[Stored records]
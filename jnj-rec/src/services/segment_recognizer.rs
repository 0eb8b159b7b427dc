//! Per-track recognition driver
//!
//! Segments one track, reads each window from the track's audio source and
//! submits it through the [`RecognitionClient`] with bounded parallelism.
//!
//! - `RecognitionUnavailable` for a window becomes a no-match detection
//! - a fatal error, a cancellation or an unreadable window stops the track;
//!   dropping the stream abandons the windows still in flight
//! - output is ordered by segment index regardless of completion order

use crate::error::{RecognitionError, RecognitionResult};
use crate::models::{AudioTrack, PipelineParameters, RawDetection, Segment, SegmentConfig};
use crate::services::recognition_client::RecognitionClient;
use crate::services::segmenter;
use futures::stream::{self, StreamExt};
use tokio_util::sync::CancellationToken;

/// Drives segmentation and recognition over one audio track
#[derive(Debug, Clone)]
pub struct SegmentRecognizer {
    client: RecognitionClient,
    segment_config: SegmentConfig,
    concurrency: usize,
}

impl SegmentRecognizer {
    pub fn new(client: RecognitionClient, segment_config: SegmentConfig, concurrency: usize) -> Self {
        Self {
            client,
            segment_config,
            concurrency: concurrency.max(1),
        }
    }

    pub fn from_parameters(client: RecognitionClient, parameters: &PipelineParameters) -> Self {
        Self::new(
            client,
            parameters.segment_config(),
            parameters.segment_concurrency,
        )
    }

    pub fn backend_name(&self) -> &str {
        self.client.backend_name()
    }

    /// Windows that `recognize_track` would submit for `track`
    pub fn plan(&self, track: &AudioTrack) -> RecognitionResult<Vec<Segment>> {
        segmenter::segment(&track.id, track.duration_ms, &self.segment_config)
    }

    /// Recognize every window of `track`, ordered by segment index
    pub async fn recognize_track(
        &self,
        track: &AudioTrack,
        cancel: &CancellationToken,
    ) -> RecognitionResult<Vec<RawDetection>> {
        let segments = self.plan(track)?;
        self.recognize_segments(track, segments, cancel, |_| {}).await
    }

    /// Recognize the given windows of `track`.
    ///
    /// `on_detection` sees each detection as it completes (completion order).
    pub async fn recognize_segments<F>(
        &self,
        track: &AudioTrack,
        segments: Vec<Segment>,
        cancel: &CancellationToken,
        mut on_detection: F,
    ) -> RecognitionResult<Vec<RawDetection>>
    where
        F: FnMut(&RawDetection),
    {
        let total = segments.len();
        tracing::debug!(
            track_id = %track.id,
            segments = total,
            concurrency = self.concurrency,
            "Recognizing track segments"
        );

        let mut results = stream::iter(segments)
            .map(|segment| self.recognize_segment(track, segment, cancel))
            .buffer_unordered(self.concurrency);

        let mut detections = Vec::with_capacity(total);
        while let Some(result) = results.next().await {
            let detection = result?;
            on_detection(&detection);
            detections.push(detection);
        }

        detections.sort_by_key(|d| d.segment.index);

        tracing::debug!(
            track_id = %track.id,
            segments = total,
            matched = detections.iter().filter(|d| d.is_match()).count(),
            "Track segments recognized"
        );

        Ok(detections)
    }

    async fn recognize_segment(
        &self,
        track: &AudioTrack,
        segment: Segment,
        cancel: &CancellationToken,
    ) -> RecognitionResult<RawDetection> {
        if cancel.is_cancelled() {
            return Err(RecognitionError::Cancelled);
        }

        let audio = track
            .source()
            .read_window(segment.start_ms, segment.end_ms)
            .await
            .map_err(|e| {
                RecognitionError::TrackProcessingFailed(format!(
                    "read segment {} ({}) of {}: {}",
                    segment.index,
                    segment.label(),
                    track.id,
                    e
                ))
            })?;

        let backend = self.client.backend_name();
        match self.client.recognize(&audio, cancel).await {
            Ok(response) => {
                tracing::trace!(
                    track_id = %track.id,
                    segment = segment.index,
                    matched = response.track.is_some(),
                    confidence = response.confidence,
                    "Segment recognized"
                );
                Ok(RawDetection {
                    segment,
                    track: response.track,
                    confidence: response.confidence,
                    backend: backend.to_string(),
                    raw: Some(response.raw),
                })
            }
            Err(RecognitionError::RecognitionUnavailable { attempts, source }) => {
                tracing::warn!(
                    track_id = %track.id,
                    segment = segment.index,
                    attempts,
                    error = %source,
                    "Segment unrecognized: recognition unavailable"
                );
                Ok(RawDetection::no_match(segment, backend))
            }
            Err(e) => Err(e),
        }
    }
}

● Requirement
Using the records above, count how many lines include the word "each", and reply only with that figure.

● The completed task
2